§ **Directions for this task**:
Records follow. Copy every line with "maximum".

▬▬▬▬▬▬

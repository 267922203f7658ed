//! One radar moment across a volume scan.

use ndarray::Array3;

use crate::grid::{all_nan, linspace};

/// Scan geometry of a single sweep, used to build [`Moment`]s.
#[derive(Debug, Clone)]
pub struct SweepGeometry {
    /// Dataset group identifier in the output file (e.g. `"dataset3"`).
    pub dataset: String,
    /// Elevation angle in radians.
    pub elangle: f64,
    /// Number of rays.
    pub naz: usize,
    /// Number of range gates.
    pub nr: usize,
    /// Range of the first gate center in meters.
    pub rstart: f64,
    /// Gate length in meters.
    pub rscale: f64,
    /// Nyquist velocity in m/s; NaN when the sweep carries none.
    pub vny: f64,
}

/// One radar moment (DBZ or VRAD) for a whole volume scan.
///
/// Sweeps may differ in ray and gate counts, so the measurement cube is
/// allocated to the per-elevation maxima and padded with NaN: for
/// elevation `e`, `meas[[e, a, r]]` is meaningful only for `a < naz[e]`
/// and `r < nr[e]`.
///
/// The auxiliary cubes (`ths`, `quals`, `zs`) share the `meas` shape and
/// exist only where a stage needs them: linear reflectivity and total
/// quality accompany DBZ, beam heights accompany VRAD.
#[derive(Debug, Clone, Default)]
pub struct Moment {
    /// Dataset group identifiers, one per elevation.
    pub datasets: Vec<String>,
    /// Elevation angles in radians.
    pub elangles: Vec<f64>,
    /// Ray count per elevation.
    pub naz: Vec<usize>,
    /// Gate count per elevation.
    pub nr: Vec<usize>,
    /// Azimuths in radians per elevation, uniform on `[0, 2π)`.
    pub azimuths: Vec<Vec<f64>>,
    /// Gate-center ranges in meters per elevation.
    pub ranges: Vec<Vec<f64>>,
    /// Range of the first gate center per elevation, meters.
    pub rstarts: Vec<f64>,
    /// Gate length per elevation, meters.
    pub rscales: Vec<f64>,
    /// Nyquist velocity per elevation, m/s; NaN where absent.
    pub vnys: Vec<f64>,
    /// Measurement cube, `(nel, naz_max, nr_max)`, NaN-padded.
    pub meas: Array3<f64>,
    /// Linear reflectivity companion of DBZ.
    pub ths: Option<Array3<f64>>,
    /// Total quality in `[0, 1]`.
    pub quals: Option<Array3<f64>>,
    /// Gate heights above sea level, meters.
    pub zs: Option<Array3<f64>>,
}

impl Moment {
    /// An empty moment: no sweeps, zero-sized cube.
    pub fn empty() -> Self {
        Self::default()
    }

    /// Builds a moment from sweep geometry, with azimuth and range grids
    /// filled in and the measurement cube all-NaN.
    pub fn with_geometry(sweeps: &[SweepGeometry]) -> Self {
        let naz_max = sweeps.iter().map(|s| s.naz).max().unwrap_or(0);
        let nr_max = sweeps.iter().map(|s| s.nr).max().unwrap_or(0);
        let mut moment = Self {
            datasets: sweeps.iter().map(|s| s.dataset.clone()).collect(),
            elangles: sweeps.iter().map(|s| s.elangle).collect(),
            naz: sweeps.iter().map(|s| s.naz).collect(),
            nr: sweeps.iter().map(|s| s.nr).collect(),
            azimuths: Vec::with_capacity(sweeps.len()),
            ranges: Vec::with_capacity(sweeps.len()),
            rstarts: sweeps.iter().map(|s| s.rstart).collect(),
            rscales: sweeps.iter().map(|s| s.rscale).collect(),
            vnys: sweeps.iter().map(|s| s.vny).collect(),
            meas: Array3::from_elem((sweeps.len(), naz_max, nr_max), f64::NAN),
            ths: None,
            quals: None,
            zs: None,
        };
        for s in sweeps {
            moment
                .azimuths
                .push(linspace(0.0, 2.0 * std::f64::consts::PI, s.naz));
            moment
                .ranges
                .push(linspace(s.rstart, s.rstart + s.rscale * s.nr as f64, s.nr));
        }
        moment
    }

    /// Number of elevations.
    pub fn nel(&self) -> usize {
        self.datasets.len()
    }

    /// True when the moment has no sweeps at all.
    pub fn is_empty(&self) -> bool {
        self.nel() == 0
    }

    /// Azimuth dimension of the cube (maximum ray count).
    pub fn naz_max(&self) -> usize {
        self.meas.dim().1
    }

    /// Range dimension of the cube (maximum gate count).
    pub fn nr_max(&self) -> usize {
        self.meas.dim().2
    }

    /// True when every measurement is NaN (vacuously true when empty).
    pub fn all_missing(&self) -> bool {
        all_nan(self.meas.iter())
    }
}

#[cfg(test)]
mod tests {
    use super::*;
    use approx::assert_relative_eq;
    use std::f64::consts::PI;

    fn two_sweeps() -> Vec<SweepGeometry> {
        vec![
            SweepGeometry {
                dataset: "dataset1".into(),
                elangle: 0.5_f64.to_radians(),
                naz: 4,
                nr: 6,
                rstart: 0.0,
                rscale: 500.0,
                vny: 8.0,
            },
            SweepGeometry {
                dataset: "dataset2".into(),
                elangle: 1.5_f64.to_radians(),
                naz: 8,
                nr: 3,
                rstart: 250.0,
                rscale: 1000.0,
                vny: f64::NAN,
            },
        ]
    }

    #[test]
    fn geometry_dimensions() {
        let m = Moment::with_geometry(&two_sweeps());
        assert_eq!(m.nel(), 2);
        assert_eq!(m.naz_max(), 8);
        assert_eq!(m.nr_max(), 6);
        assert_eq!(m.meas.dim(), (2, 8, 6));
        assert!(m.all_missing());
    }

    #[test]
    fn geometry_azimuths_uniform() {
        let m = Moment::with_geometry(&two_sweeps());
        assert_eq!(m.azimuths[0].len(), 4);
        assert_relative_eq!(m.azimuths[0][1], PI / 2.0);
        assert_relative_eq!(m.azimuths[1][1], PI / 4.0);
    }

    #[test]
    fn geometry_range_centers() {
        let m = Moment::with_geometry(&two_sweeps());
        assert_relative_eq!(m.ranges[0][3], 1500.0);
        assert_relative_eq!(m.ranges[1][2], 2250.0);
    }

    #[test]
    fn empty_moment() {
        let m = Moment::empty();
        assert!(m.is_empty());
        assert!(m.all_missing());
        assert_eq!(m.meas.dim(), (0, 0, 0));
    }

    #[test]
    fn all_missing_false_with_data() {
        let mut m = Moment::with_geometry(&two_sweeps());
        m.meas[[0, 0, 0]] = 3.5;
        assert!(!m.all_missing());
    }
}
//! Output-file seam and 8-bit encoding for the Boreas radar post-processor.
//!
//! The processing stages never touch HDF5 themselves; they talk to an
//! [`OdimWriter`], which exposes the three operations the ODIM layout
//! needs: scalar/string attributes, a numeric attribute lookup, and 2-D
//! byte datasets. The ingest side of the pipeline provides the file-backed
//! implementation; [`MemoryOdim`] is an in-memory implementation for tests
//! and downstream tooling.
//!
//! The [`quantize`] module holds the 8-bit gain/offset encoding shared by
//! every write path.

mod error;
mod memory;
pub mod quantize;
mod writer;

pub use error::OdimError;
pub use memory::MemoryOdim;
pub use writer::{require_attr, AttrValue, OdimWriter};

▬▬▬▬▬▬

§ **Answer to this exercise**:
    /// Azimuth dimension of the cube (maximum ray count).
    /// Range dimension of the cube (maximum gate count).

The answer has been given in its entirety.